▸ TRY IT: Reproduce verbatim the lines of the material below, starting at the line with "use serde::Deserialize;" and ending at the line with "pub struct FileSettings", both inclusive; skip the rest.

◇ ◇ ◇

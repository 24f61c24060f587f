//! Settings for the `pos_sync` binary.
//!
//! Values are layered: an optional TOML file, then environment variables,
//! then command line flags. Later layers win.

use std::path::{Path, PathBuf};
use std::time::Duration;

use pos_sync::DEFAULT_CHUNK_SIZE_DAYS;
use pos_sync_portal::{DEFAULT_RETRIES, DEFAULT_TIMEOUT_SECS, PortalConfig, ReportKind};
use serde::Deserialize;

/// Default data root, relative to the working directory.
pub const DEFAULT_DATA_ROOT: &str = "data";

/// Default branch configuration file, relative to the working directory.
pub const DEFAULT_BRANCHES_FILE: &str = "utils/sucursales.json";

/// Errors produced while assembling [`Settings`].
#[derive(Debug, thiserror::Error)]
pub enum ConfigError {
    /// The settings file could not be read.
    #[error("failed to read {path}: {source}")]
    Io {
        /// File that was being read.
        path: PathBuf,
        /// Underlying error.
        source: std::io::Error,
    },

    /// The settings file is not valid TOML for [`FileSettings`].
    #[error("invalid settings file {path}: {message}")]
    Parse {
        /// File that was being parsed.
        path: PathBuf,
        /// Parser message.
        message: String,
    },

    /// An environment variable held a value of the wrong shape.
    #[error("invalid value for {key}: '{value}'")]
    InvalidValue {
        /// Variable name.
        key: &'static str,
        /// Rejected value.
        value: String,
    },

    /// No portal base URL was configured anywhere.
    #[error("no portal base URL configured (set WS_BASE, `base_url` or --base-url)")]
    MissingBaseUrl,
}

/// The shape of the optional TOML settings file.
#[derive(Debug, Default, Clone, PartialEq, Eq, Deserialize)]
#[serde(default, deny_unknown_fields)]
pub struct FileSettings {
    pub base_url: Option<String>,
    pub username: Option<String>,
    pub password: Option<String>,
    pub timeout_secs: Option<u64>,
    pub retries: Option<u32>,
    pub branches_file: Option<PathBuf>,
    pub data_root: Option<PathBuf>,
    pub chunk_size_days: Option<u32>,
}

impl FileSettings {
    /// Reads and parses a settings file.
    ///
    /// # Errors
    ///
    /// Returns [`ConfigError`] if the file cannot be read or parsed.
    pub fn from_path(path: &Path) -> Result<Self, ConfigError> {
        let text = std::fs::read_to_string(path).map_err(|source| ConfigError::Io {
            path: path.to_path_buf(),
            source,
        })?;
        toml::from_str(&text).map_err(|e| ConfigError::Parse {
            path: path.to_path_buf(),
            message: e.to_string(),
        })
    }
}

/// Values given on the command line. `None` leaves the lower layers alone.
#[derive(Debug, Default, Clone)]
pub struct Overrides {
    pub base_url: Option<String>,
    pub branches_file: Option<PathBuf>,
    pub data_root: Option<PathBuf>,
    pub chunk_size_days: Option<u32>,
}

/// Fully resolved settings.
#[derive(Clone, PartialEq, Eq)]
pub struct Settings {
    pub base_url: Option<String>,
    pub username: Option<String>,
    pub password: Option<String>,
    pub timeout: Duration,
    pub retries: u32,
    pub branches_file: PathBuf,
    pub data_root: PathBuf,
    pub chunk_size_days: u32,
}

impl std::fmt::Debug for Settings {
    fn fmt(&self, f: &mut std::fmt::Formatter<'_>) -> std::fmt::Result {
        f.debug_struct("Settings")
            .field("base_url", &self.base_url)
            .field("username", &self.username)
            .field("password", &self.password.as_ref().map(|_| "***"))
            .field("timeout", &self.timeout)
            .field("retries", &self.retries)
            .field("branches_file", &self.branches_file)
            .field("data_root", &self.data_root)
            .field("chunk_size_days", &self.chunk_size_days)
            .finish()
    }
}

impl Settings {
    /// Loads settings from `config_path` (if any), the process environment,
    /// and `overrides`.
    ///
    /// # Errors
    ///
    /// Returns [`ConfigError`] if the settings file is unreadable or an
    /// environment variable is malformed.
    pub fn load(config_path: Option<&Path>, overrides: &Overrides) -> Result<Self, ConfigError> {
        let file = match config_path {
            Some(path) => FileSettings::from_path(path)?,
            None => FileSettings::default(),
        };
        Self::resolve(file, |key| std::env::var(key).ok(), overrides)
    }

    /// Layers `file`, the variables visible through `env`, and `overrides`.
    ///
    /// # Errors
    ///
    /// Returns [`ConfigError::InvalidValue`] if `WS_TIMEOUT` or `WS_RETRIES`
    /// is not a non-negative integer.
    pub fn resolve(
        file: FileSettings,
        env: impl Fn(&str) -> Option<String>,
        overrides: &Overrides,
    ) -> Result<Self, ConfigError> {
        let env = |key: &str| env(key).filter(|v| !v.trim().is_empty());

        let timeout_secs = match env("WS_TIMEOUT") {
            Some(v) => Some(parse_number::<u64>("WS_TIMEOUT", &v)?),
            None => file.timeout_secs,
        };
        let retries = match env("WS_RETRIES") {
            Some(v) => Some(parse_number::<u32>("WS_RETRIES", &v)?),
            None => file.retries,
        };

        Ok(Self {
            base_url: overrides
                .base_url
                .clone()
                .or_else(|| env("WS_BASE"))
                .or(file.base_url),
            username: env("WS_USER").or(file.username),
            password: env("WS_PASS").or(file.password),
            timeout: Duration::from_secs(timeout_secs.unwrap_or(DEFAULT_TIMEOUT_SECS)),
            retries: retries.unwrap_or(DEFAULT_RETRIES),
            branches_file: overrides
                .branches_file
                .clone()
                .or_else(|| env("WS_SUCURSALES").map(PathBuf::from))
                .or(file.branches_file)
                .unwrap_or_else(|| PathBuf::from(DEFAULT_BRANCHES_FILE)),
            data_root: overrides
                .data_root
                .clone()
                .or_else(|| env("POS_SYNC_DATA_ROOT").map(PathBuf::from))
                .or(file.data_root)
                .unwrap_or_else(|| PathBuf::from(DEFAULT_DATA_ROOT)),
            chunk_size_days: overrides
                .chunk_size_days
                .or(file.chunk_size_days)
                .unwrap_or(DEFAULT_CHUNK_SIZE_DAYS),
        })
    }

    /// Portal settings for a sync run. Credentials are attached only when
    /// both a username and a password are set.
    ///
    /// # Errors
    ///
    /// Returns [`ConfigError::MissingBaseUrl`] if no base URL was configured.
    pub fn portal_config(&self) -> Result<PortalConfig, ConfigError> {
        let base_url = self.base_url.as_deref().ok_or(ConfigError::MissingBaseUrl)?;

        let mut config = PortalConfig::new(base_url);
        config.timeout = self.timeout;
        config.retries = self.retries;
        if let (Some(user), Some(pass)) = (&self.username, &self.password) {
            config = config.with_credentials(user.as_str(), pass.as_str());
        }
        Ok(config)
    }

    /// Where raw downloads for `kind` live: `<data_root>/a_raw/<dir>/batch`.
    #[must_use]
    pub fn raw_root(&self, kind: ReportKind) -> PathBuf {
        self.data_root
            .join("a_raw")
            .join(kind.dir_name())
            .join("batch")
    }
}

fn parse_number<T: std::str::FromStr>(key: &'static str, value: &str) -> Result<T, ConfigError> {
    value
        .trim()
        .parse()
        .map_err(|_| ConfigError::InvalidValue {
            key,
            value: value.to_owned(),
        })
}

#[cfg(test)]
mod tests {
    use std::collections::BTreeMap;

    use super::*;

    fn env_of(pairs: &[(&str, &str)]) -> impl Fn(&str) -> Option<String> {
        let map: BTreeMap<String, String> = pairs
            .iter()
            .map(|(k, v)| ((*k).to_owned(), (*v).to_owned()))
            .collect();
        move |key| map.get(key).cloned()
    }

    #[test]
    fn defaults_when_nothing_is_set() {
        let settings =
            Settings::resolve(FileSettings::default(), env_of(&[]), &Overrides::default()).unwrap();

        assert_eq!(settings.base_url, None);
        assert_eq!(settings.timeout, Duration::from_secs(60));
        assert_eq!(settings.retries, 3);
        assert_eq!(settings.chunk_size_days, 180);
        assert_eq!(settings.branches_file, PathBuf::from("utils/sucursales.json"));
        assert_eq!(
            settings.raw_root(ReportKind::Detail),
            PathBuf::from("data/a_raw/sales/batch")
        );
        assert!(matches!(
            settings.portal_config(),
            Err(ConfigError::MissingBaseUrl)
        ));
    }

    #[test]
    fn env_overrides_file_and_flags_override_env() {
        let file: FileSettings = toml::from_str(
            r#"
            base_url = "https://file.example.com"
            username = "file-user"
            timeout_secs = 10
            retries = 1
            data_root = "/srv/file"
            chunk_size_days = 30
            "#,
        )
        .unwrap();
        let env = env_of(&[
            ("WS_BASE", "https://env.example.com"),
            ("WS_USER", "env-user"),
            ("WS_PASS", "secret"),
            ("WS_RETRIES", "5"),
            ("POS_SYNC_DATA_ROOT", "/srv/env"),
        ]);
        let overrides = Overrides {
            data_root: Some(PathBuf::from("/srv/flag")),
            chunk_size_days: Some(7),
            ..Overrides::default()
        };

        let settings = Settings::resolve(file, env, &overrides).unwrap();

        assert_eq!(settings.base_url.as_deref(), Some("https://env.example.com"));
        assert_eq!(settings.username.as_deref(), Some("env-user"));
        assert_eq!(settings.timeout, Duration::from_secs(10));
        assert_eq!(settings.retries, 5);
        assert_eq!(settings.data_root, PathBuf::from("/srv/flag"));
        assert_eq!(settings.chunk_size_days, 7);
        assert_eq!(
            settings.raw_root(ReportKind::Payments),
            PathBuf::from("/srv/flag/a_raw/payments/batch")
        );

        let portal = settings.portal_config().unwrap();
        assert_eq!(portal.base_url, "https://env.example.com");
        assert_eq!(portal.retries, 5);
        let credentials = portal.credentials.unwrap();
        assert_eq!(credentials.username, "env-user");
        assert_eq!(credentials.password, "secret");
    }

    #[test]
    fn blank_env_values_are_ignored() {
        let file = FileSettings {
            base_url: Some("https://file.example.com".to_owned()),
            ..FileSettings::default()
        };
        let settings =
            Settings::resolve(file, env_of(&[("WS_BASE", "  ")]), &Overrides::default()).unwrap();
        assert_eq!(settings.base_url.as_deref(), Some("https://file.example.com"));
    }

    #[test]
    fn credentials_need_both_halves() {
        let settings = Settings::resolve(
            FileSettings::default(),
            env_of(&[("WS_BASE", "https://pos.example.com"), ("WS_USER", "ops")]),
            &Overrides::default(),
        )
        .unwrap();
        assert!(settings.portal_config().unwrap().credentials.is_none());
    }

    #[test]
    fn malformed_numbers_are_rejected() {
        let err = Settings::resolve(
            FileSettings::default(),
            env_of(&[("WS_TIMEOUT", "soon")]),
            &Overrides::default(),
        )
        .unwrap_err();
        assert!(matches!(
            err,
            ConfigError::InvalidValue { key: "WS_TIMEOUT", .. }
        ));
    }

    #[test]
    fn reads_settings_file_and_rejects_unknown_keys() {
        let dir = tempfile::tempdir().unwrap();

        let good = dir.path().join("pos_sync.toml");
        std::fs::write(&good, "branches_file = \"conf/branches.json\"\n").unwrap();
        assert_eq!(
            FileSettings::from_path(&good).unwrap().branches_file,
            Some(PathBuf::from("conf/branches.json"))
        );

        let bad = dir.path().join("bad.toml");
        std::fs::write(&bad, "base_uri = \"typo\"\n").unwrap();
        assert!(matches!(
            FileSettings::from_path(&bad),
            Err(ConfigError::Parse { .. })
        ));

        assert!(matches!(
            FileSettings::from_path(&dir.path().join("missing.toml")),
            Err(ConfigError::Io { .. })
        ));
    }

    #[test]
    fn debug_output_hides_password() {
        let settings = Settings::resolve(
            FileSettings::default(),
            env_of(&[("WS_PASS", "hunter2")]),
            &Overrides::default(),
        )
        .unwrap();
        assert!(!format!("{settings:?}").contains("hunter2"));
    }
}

◇ ◇ ◇

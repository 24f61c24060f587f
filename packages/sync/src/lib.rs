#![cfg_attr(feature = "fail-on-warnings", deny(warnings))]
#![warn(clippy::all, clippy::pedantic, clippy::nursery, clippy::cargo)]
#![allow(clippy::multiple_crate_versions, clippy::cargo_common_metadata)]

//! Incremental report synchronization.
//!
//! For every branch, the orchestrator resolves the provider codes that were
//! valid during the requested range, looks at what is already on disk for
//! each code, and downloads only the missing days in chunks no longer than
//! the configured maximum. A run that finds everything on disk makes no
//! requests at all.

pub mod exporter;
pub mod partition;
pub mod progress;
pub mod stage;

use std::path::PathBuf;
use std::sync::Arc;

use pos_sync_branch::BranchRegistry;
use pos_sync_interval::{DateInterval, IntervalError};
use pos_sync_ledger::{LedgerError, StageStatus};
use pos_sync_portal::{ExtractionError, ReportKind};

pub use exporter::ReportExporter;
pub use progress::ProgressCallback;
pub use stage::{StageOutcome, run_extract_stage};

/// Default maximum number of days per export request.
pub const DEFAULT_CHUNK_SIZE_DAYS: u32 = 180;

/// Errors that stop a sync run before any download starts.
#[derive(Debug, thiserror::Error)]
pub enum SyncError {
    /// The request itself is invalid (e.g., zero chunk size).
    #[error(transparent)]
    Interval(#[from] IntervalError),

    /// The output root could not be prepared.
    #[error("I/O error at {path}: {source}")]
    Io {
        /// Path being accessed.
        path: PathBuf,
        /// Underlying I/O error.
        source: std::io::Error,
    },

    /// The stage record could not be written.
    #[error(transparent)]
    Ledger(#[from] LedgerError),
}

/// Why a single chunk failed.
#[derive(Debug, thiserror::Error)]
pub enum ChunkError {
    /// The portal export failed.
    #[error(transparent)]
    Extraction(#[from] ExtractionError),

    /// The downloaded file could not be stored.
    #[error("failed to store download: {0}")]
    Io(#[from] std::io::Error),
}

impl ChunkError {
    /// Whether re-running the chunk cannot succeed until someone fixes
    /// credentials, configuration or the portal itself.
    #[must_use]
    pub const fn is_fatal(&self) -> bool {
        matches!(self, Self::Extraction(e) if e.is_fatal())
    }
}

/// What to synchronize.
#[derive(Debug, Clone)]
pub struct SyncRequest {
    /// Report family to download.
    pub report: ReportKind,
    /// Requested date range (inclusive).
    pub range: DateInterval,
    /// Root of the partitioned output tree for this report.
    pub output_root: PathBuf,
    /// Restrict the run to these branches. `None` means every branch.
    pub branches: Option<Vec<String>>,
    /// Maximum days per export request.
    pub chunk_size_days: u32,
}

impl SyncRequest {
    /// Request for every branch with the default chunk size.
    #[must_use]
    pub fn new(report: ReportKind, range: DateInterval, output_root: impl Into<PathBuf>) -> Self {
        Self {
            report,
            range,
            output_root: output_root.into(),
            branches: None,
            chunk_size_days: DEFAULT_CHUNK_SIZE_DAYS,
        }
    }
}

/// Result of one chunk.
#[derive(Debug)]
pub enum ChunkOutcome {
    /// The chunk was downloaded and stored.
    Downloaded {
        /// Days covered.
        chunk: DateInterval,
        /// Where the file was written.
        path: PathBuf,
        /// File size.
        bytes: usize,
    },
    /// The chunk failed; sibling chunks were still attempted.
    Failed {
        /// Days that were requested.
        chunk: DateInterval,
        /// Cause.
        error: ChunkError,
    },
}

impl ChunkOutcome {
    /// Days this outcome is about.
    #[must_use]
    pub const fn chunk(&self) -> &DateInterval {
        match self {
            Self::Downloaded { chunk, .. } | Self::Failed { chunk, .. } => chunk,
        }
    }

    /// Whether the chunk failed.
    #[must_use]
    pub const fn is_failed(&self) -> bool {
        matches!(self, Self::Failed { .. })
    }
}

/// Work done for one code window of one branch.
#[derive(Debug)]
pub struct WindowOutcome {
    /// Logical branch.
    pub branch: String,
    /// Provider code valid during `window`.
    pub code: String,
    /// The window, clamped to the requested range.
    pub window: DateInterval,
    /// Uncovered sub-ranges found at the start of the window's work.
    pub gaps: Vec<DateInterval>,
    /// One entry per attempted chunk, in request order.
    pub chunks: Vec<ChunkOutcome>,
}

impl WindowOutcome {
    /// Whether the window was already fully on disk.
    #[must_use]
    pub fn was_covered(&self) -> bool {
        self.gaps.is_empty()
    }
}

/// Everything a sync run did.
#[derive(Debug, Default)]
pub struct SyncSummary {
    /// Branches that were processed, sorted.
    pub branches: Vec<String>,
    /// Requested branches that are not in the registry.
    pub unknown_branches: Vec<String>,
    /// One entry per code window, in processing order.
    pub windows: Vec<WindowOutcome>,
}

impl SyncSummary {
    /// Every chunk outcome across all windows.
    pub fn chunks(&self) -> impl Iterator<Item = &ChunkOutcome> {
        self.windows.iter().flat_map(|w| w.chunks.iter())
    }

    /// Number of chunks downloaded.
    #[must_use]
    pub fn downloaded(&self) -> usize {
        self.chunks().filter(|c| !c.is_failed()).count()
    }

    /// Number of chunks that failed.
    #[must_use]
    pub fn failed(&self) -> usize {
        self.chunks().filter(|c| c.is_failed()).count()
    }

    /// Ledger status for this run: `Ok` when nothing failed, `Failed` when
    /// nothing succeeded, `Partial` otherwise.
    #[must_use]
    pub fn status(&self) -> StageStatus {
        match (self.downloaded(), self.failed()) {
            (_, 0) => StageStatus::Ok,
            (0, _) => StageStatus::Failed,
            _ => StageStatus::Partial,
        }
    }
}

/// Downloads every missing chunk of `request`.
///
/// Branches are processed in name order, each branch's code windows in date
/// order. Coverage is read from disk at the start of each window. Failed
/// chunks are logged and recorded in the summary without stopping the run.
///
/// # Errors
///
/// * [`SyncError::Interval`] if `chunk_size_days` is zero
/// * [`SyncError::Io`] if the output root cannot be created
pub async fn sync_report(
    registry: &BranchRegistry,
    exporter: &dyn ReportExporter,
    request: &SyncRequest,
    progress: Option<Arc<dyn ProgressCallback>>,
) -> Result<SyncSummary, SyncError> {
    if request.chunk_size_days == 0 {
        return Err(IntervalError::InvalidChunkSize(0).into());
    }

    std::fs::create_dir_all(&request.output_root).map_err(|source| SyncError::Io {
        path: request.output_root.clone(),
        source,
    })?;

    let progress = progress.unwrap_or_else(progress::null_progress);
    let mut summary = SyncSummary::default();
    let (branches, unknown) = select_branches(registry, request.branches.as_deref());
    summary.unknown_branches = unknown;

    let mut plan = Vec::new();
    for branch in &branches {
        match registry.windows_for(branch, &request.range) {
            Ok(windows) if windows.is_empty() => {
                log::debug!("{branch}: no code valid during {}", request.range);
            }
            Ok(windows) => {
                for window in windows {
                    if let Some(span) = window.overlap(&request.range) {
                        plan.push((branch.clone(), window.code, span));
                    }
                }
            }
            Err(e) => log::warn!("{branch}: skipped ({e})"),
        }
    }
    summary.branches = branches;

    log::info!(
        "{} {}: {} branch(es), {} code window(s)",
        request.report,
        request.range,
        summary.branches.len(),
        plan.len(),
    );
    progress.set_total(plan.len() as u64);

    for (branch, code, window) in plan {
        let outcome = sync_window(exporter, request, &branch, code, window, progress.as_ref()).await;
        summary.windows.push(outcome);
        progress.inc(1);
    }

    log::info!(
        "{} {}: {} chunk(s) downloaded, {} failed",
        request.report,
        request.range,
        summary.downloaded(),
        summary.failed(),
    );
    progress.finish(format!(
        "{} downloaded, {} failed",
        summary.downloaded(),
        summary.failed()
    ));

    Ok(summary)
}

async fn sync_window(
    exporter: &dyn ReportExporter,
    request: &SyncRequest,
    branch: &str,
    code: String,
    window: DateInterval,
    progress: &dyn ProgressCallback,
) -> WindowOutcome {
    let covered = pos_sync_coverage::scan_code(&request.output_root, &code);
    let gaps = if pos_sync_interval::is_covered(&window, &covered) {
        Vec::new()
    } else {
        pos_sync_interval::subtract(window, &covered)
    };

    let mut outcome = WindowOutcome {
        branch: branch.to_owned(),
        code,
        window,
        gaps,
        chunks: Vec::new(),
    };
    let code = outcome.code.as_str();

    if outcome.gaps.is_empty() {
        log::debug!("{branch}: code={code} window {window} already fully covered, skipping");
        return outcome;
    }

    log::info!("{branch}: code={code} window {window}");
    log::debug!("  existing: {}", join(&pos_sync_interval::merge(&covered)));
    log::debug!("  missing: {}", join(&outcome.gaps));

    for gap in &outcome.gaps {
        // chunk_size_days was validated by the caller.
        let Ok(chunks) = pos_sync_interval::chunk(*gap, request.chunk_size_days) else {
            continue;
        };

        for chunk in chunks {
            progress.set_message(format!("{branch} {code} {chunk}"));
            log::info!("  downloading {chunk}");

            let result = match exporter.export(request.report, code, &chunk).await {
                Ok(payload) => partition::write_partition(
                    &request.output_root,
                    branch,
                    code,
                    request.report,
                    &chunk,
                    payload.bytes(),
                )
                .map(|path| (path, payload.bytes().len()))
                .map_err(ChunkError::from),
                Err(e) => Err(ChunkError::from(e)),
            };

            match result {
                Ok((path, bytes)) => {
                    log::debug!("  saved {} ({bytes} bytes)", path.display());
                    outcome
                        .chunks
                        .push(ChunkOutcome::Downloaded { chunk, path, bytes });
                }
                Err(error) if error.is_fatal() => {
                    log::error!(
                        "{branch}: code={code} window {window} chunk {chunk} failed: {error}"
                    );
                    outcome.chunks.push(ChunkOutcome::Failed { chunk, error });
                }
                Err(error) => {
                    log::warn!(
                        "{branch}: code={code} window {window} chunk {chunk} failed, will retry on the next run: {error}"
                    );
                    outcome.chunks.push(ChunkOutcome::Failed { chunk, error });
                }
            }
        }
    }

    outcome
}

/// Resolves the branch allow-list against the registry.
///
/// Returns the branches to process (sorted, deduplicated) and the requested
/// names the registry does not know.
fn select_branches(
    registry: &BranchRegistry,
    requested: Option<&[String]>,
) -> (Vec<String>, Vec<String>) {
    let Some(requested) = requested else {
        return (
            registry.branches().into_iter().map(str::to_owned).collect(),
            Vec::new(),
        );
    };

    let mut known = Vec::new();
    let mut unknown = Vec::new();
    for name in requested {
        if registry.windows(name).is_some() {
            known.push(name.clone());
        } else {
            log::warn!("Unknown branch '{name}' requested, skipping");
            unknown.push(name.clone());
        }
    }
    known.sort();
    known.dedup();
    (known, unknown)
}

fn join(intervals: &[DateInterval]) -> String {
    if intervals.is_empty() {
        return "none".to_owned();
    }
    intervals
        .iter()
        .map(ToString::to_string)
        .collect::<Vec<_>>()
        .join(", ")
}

◇ ◇ ◇

▸ ANSWER TO THIS PROBLEM:
use serde::Deserialize;

/// Default data root, relative to the working directory.
pub const DEFAULT_DATA_ROOT: &str = "data";

/// Default branch configuration file, relative to the working directory.
pub const DEFAULT_BRANCHES_FILE: &str = "utils/sucursales.json";

/// Errors produced while assembling [`Settings`].
#[derive(Debug, thiserror::Error)]
pub enum ConfigError {
    /// The settings file could not be read.
    #[error("failed to read {path}: {source}")]
    Io {
        /// File that was being read.
        path: PathBuf,
        /// Underlying error.
        source: std::io::Error,
    },

    /// The settings file is not valid TOML for [`FileSettings`].
    #[error("invalid settings file {path}: {message}")]
    Parse {
        /// File that was being parsed.
        path: PathBuf,
        /// Parser message.
        message: String,
    },

    /// An environment variable held a value of the wrong shape.
    #[error("invalid value for {key}: '{value}'")]
    InvalidValue {
        /// Variable name.
        key: &'static str,
        /// Rejected value.
        value: String,
    },

    /// No portal base URL was configured anywhere.
    #[error("no portal base URL configured (set WS_BASE, `base_url` or --base-url)")]
    MissingBaseUrl,
}

/// The shape of the optional TOML settings file.
#[derive(Debug, Default, Clone, PartialEq, Eq, Deserialize)]
#[serde(default, deny_unknown_fields)]
pub struct FileSettings {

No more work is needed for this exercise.